* **DATA EXTRACT**:
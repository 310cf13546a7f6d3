use crate::accumulate::ParallelAccumulator;
use crate::axes::Axis;
use crate::builder::GridBuilder;
use crate::grid::Grid;
use crate::options::{BoundaryPolicy, GridOptions};
use crate::points::{PointSet, ValueSet};
use js_sys::{Array, Float64Array};
use wasm_bindgen::prelude::*;

#[cfg(target_arch = "wasm32")]
use wasm_bindgen_rayon::init_thread_pool;

#[cfg(target_arch = "wasm32")]
#[wasm_bindgen]
pub fn init_threads(n: usize) -> js_sys::Promise {
    init_thread_pool(n)
}

/// WASM wrapper around [`GridBuilder`] with the parallel accumulator.
#[wasm_bindgen(js_name = Gridder)]
pub struct GridderWASM {
    options: GridOptions,
}

#[wasm_bindgen(js_class = Gridder)]
impl GridderWASM {
    #[wasm_bindgen(constructor)]
    pub fn new(voxel_length: f64) -> GridderWASM {
        GridderWASM { options: GridOptions::new().voxel_length(voxel_length) }
    }

    /// Loads all options from a JSON string.
    #[wasm_bindgen(js_name = fromJson)]
    pub fn from_json(json: &str) -> Result<GridderWASM, JsValue> {
        let options: GridOptions =
            serde_json::from_str(json).map_err(|e| JsValue::from_str(&e.to_string()))?;
        Ok(GridderWASM { options })
    }

    #[wasm_bindgen(js_name = setVoxelLengths)]
    pub fn set_voxel_lengths(&mut self, voxel_length: Vec<f64>) {
        self.options.voxel_length = voxel_length.into();
    }

    #[wasm_bindgen(js_name = setDensity)]
    pub fn set_density(&mut self, calc_density: bool) {
        self.options.calc_density = calc_density;
    }

    /// Uses a fixed grid box; `center` defaults to `dims / 2`.
    #[wasm_bindgen(js_name = setFixed)]
    pub fn set_fixed(&mut self, dims: Vec<f64>, center: Option<Vec<f64>>) {
        self.options.fit_dims = false;
        self.options.dims = Some(dims.into());
        self.options.center = center;
    }

    #[wasm_bindgen(js_name = setFitted)]
    pub fn set_fitted(&mut self) {
        self.options.fit_dims = true;
    }

    #[wasm_bindgen(js_name = setHalfOpen)]
    pub fn set_half_open(&mut self, half_open: bool) {
        self.options.boundary = if half_open { BoundaryPolicy::HalfOpen } else { BoundaryPolicy::Exclusive };
    }

    /// Grids a flat `positions` buffer of `dim` coordinates per point.
    ///
    /// `values`, when given, holds `width` properties per point.
    pub fn build(
        &self,
        positions: &[f64],
        dim: usize,
        values: Option<Vec<f64>>,
        width: usize,
    ) -> Result<GriddedWASM, JsValue> {
        let points = PointSet::new(positions, dim).map_err(to_js)?;
        let values = match &values {
            Some(v) => Some(ValueSet::new(v, width).map_err(to_js)?),
            None => None,
        };
        let builder = GridBuilder::with_accumulator(self.options.clone(), ParallelAccumulator::default());
        let (grid, axes) = builder.build(&points, values.as_ref()).map_err(to_js)?;
        Ok(GriddedWASM { grid, axes })
    }
}

/// A built grid and its axes, as seen from JavaScript.
#[wasm_bindgen(js_name = GriddedData)]
pub struct GriddedWASM {
    grid: Grid,
    axes: Vec<Axis>,
}

#[wasm_bindgen(js_class = GriddedData)]
impl GriddedWASM {
    /// Full array shape, including the trailing property axis when present.
    #[wasm_bindgen(getter)]
    pub fn shape(&self) -> Vec<u32> {
        self.grid.shape().iter().map(|&n| n as u32).collect()
    }

    #[wasm_bindgen(getter)]
    pub fn properties(&self) -> usize {
        self.grid.properties()
    }

    /// Row-major grid values.
    #[wasm_bindgen(getter)]
    pub fn values(&self) -> Vec<f64> {
        self.grid.as_slice().to_vec()
    }

    /// Voxel centers, one `Float64Array` per spatial axis.
    #[wasm_bindgen(getter)]
    pub fn axes(&self) -> Array {
        self.axes
            .iter()
            .map(|axis| JsValue::from(Float64Array::from(axis.centers())))
            .collect()
    }

    /// Voxel boundaries along spatial axis `dim`.
    pub fn edges(&self, dim: usize) -> Option<Vec<f64>> {
        self.axes.get(dim).map(Axis::edges)
    }
}

fn to_js(err: crate::error::GridError) -> JsValue {
    JsValue::from_str(&err.to_string())
}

* **YOUR ASSIGNMENT**:
Repeat the material above exactly, beginning with its first line and ending with the line that holds "#[wasm_bindgen(js_name = setVoxelLengths)]", and leave out everything else.

* **RESPONSE FOR THIS EXERCISE**:
repository 310cf13546a7f6d3
use crate::accumulate::ParallelAccumulator;
use crate::axes::Axis;
use crate::builder::GridBuilder;
use crate::grid::Grid;
use crate::options::{BoundaryPolicy, GridOptions};
use crate::points::{PointSet, ValueSet};
use js_sys::{Array, Float64Array};
use wasm_bindgen::prelude::*;

#[cfg(target_arch = "wasm32")]
use wasm_bindgen_rayon::init_thread_pool;

#[cfg(target_arch = "wasm32")]
#[wasm_bindgen]
pub fn init_threads(n: usize) -> js_sys::Promise {
    init_thread_pool(n)
}

/// WASM wrapper around [`GridBuilder`] with the parallel accumulator.
#[wasm_bindgen(js_name = Gridder)]
pub struct GridderWASM {
    options: GridOptions,
}

#[wasm_bindgen(js_class = Gridder)]
impl GridderWASM {
    #[wasm_bindgen(constructor)]
    pub fn new(voxel_length: f64) -> GridderWASM {
        GridderWASM { options: GridOptions::new().voxel_length(voxel_length) }
    }

    /// Loads all options from a JSON string.
    #[wasm_bindgen(js_name = fromJson)]
    pub fn from_json(json: &str) -> Result<GridderWASM, JsValue> {
        let options: GridOptions =
            serde_json::from_str(json).map_err(|e| JsValue::from_str(&e.to_string()))?;
        Ok(GridderWASM { options })
    }

    #[wasm_bindgen(js_name = setVoxelLengths)]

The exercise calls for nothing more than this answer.